Sometimes your informants lie to you and sometimes they lie to themselves. Sometimes they are wrong about things, sometimes you are missing the context to understand them properly, and sometimes they just change their minds. When you’re dealing with a vulnerable population – and youth are certainly that – how you work with that unreliability matters. There are plenty of methodological texts dedicated to improving interview techniques, and I have benefited from a number of them. But here is a strategy that I developed for my dissertation fieldwork that I thought worked out very well:
The Triple Interview
Step 1. Interview the kid first
Step 2. Interview the kid with a parent of their choosing
Step 3. Interview the kid and a core network of people that matter to them
Step 1 is easier said than done. Not only does the IRB require parent consent for kids (as they should), a lot of kids themselves want to make sure they have their parents’ approval for something as unusual as an interview. That means scheduling a face to face meeting with a parent and their child to explain what exactly they are consenting to, and then scheduling a second time to meet for the interview (never easy with kids). That’s because I learned that trying to do an interview with a kid after sitting down and plodding through forms with their parent is a great way to undermine rapport, which is the main reason you are doing the interview with the kid first. In an interview with a parent and child dyad, the alignment between parent and (presumably adult) interviewer seems almost automatic. In contrast, if you and the kid have a chance to sit together on your own, you have a shot at creating your own weird category of adult in relation to them. You’re a researcher, not their teacher, not their parent, and you can ask things then that a strong identification with another adult role would make a lot more difficult.
Step 2 isn’t so hard. At the end of your first interview you schedule the second one, and you ask the kid to choose the parent they’d prefer to be interviewed with. Then, when you go into the interview, you and the kid have your own confidential relationship. When parents say things that were expected, students will sometimes laugh and crow, “I told you!” But there are other times when the expected or unexpected thing is understood through a remembered explanation that you do not mention or even risk exchanging glances over.
Step 3 is a pain in the butt to organize, but well worth it. For my study, I wanted to make sure the core networks were broadly multigenerational, and usually ended up with a grandparent, a sibling, a cousin near in age, a parent, and an aunt or uncle. Once or twice, I ended up with friends of the student in the mix, and it had a really different feel.

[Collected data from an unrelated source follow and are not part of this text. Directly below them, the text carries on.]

use std::time::{Duration, Instant};

use reqwest::blocking::Client;
use reqwest::Url;
use tracing::{info, warn};

use crate::config::Settings;
use crate::error::FetchError;

/// Source of raw page markup.
pub trait Fetch {
    fn fetch(&self, url: &str) -> Result<String, FetchError>;
}

pub struct HttpFetcher {
    client: Client,
}

impl HttpFetcher {
    pub fn new(settings: &Settings) -> Result<Self, FetchError> {
        let mut builder = Client::builder().user_agent(settings.user_agent.clone());
        if let Some(secs) = settings.timeout_secs {
            builder = builder.timeout(Duration::from_secs(secs));
        }
        let client = builder.build().map_err(FetchError::Client)?;
        Ok(Self { client })
    }
}

impl Fetch for HttpFetcher {
    fn fetch(&self, url: &str) -> Result<String, FetchError> {
        let request_err = |source: reqwest::Error| FetchError::Request {
            url: url.to_string(),
            source,
        };

        info!("Fetching article: {}", url);
        let start = Instant::now();
        let response = self.client.get(url).send().map_err(request_err)?;

        let status = response.status();
        if !status.is_success() {
            return Err(FetchError::Status {
                url: url.to_string(),
                status: status.as_u16(),
            });
        }

        let body = response.text().map_err(request_err)?;
        info!(
            "Fetched {} bytes in {}ms",
            body.len(),
            start.elapsed().as_millis()
        );
        Ok(body)
    }
}

/// Advisory only: true when `url` points at `expected_host` or one of its subdomains.
pub fn is_expected_site(url: &str, expected_host: &str) -> bool {
    let Ok(parsed) = Url::parse(url) else {
        return false;
    };
    match parsed.host_str() {
        Some(host) => host == expected_host || host.ends_with(&format!(".{}", expected_host)),
        None => false,
    }
}

pub fn warn_if_unexpected_site(url: &str, expected_host: &str) {
    if !is_expected_site(url, expected_host) {
        warn!("URL doesn't appear to be from {}: {}", expected_host, url);
    }
}

// ── Tests ──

In each interview, the themes overlapped and a couple of questions were repeated. Sometimes – okay, often – I looked to the kid to help me frame the question I was trying to ask. But it was fascinating and incredibly valuable to see how the kid changed – or didn’t – across the three interviews. Those moments are hard to explain in articles and books, but they spoke volumes about the relationship and expectations between parent and child, and about how the kid fit into a larger network of loved ones. Even more interesting, some of the kids’ answers changed dramatically between interviews. Some were hiding secrets that changed how you understood their world, some reconsidered their positions with their parents’ perspectives. For a life course researcher who includes youth and children among her informants, the triple interview is a valuable addition to methodological toolbox. I know I’ll be using it again.